Currently CloudStack provides very limited IAM services and there are several drawbacks within those services:

  • Offers few roles out of the box (user and admin) with prebaked access control for these roles. There is no way to create additional roles with customized permissions.
  • Some resources have access control baked into them. E.g., shared networks, projects etc.
  • We have to create special dedicate API to grant permissions.

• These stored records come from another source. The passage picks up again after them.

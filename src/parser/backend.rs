//! PDF backend abstraction layer.
//!
//! The crate never decodes PDFs itself. A backend hands over the text
//! blocks and embedded images it extracted, and everything downstream
//! works on those materialized values.

use crate::error::{Error, Result};

/// One contiguous text unit as segmented by the PDF backend.
#[derive(Debug, Clone, PartialEq, Eq)]
pub struct TextBlock {
    /// Page index (0-based)
    pub page: usize,
    /// Block index within the page (0-based)
    pub index: usize,
    /// Raw block text
    pub text: String,
}

impl TextBlock {
    /// Create a new text block.
    pub fn new(page: usize, index: usize, text: impl Into<String>) -> Self {
        Self {
            page,
            index,
            text: text.into(),
        }
    }
}

impl<S: Into<String>> From<(usize, usize, S)> for TextBlock {
    fn from((page, index, text): (usize, usize, S)) -> Self {
        Self::new(page, index, text)
    }
}

/// An image blob pulled out of the PDF.
#[derive(Debug, Clone, PartialEq, Eq)]
pub struct ExtractedImage {
    /// Page index (0-based)
    pub page: usize,
    /// Image index within the page (0-based)
    pub index: usize,
    /// Format tag / file extension (e.g. "png", "jpeg")
    pub format: String,
    /// Raw image bytes
    pub data: Vec<u8>,
}

impl ExtractedImage {
    /// Create a new extracted image.
    pub fn new(page: usize, index: usize, format: impl Into<String>, data: Vec<u8>) -> Self {
        Self {
            page,
            index,
            format: format.into(),
            data,
        }
    }

    /// File name the image is stored under: `image_{page}_{index}.{format}`.
    pub fn file_name(&self) -> String {
        format!("image_{}_{}.{}", self.page, self.index, self.format)
    }

    /// Path under `dir` used to reference the image from rendered output.
    pub fn relative_path(&self, dir: &str) -> String {
        let dir = dir.trim_end_matches('/');
        if dir.is_empty() {
            self.file_name()
        } else {
            format!("{}/{}", dir, self.file_name())
        }
    }

    /// Size of the image data in bytes.
    pub fn size(&self) -> usize {
        self.data.len()
    }
}

/// Reference paths for `images` under `dir`, indexed like `images`.
pub fn image_paths(images: &[ExtractedImage], dir: &str) -> Vec<String> {
    images.iter().map(|image| image.relative_path(dir)).collect()
}

/// Abstract interface to a PDF text-extraction backend.
///
/// Implementations return blocks in reading order: by page, then by
/// block index within the page.
pub trait PdfBackend {
    /// Return all text blocks of the document.
    fn extract_text(&self) -> Result<Vec<TextBlock>>;

    /// Return all embedded images of the document.
    fn extract_images(&self) -> Result<Vec<ExtractedImage>>;
}

impl<B: PdfBackend + ?Sized> PdfBackend for &B {
    fn extract_text(&self) -> Result<Vec<TextBlock>> {
        (**self).extract_text()
    }

    fn extract_images(&self) -> Result<Vec<ExtractedImage>> {
        (**self).extract_images()
    }
}

// ---------------------------------------------------------------------------
// MemoryBackend: blocks and images already materialized by the caller
// ---------------------------------------------------------------------------

/// [`PdfBackend`] over blocks and images the caller already holds.
#[derive(Debug, Clone, Default)]
pub struct MemoryBackend {
    blocks: Vec<TextBlock>,
    images: Vec<ExtractedImage>,
}

impl MemoryBackend {
    /// Create an empty backend.
    pub fn new() -> Self {
        Self::default()
    }

    /// Create a backend from `(page, block, text)` tuples.
    pub fn from_blocks<I, T>(blocks: I) -> Self
    where
        I: IntoIterator<Item = T>,
        T: Into<TextBlock>,
    {
        let mut blocks: Vec<TextBlock> = blocks.into_iter().map(Into::into).collect();
        blocks.sort_by_key(|b| (b.page, b.index));
        Self {
            blocks,
            images: Vec::new(),
        }
    }

    /// Create a backend holding the pages of an already extracted text,
    /// one block per page.
    pub fn from_pages<I, S>(pages: I) -> Self
    where
        I: IntoIterator<Item = S>,
        S: Into<String>,
    {
        Self::from_blocks(
            pages
                .into_iter()
                .enumerate()
                .map(|(page, text)| TextBlock::new(page, 0, text)),
        )
    }

    /// Add a text block, keeping reading order.
    pub fn add_block(&mut self, block: TextBlock) {
        let pos = self
            .blocks
            .partition_point(|b| (b.page, b.index) <= (block.page, block.index));
        self.blocks.insert(pos, block);
    }

    /// Add an image.
    pub fn add_image(&mut self, image: ExtractedImage) {
        self.images.push(image);
    }

    /// Builder form of [`MemoryBackend::add_image`].
    pub fn with_image(mut self, image: ExtractedImage) -> Self {
        self.add_image(image);
        self
    }

    /// Number of pages seen in the blocks.
    pub fn page_count(&self) -> usize {
        self.blocks.last().map(|b| b.page + 1).unwrap_or(0)
    }
}

impl PdfBackend for MemoryBackend {
    fn extract_text(&self) -> Result<Vec<TextBlock>> {
        Ok(self.blocks.clone())
    }

    fn extract_images(&self) -> Result<Vec<ExtractedImage>> {
        for image in &self.images {
            if image.format.is_empty() {
                return Err(Error::Backend(format!(
                    "image {} on page {} has no format tag",
                    image.index, image.page
                )));
            }
        }
        Ok(self.images.clone())
    }
}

Goal for this feature would be to address these limitations and offer true IAM services in a phased manner

Architecture and Design description

IAM Taxonomy

iamTaxonomy

Group

Group contains a number of CloudStack accounts. Customers should be able to Create, Edit, List and Delete Groups. Editing includes adding or removing accounts to or from a group. For backwards compatibility, out of box, CloudStack will provide 3 default groups:

  • Root Admin Group
  • Domain Admin Group
  • End User Group

Account

Account is just our current CloudStack Account, all the permission controls are done at Account level. We can assign an Account to more than one Group.

User

CloudStack user just contains login credentials, and this is not the level that we are performing permission control.

Policy

Policy is a set of permission. Customer should be able to attach several policies to a Group to define the permission for that group. By default, we have the following 3 types of policy templates:

  1. Root Admin Policy: have permissions to all resources in the CloudStack.
  2. Domain Admin Policy: have permissions to all resources under the belonging domain.
  3. Resource Owner Policy: have permissions to all owned resources.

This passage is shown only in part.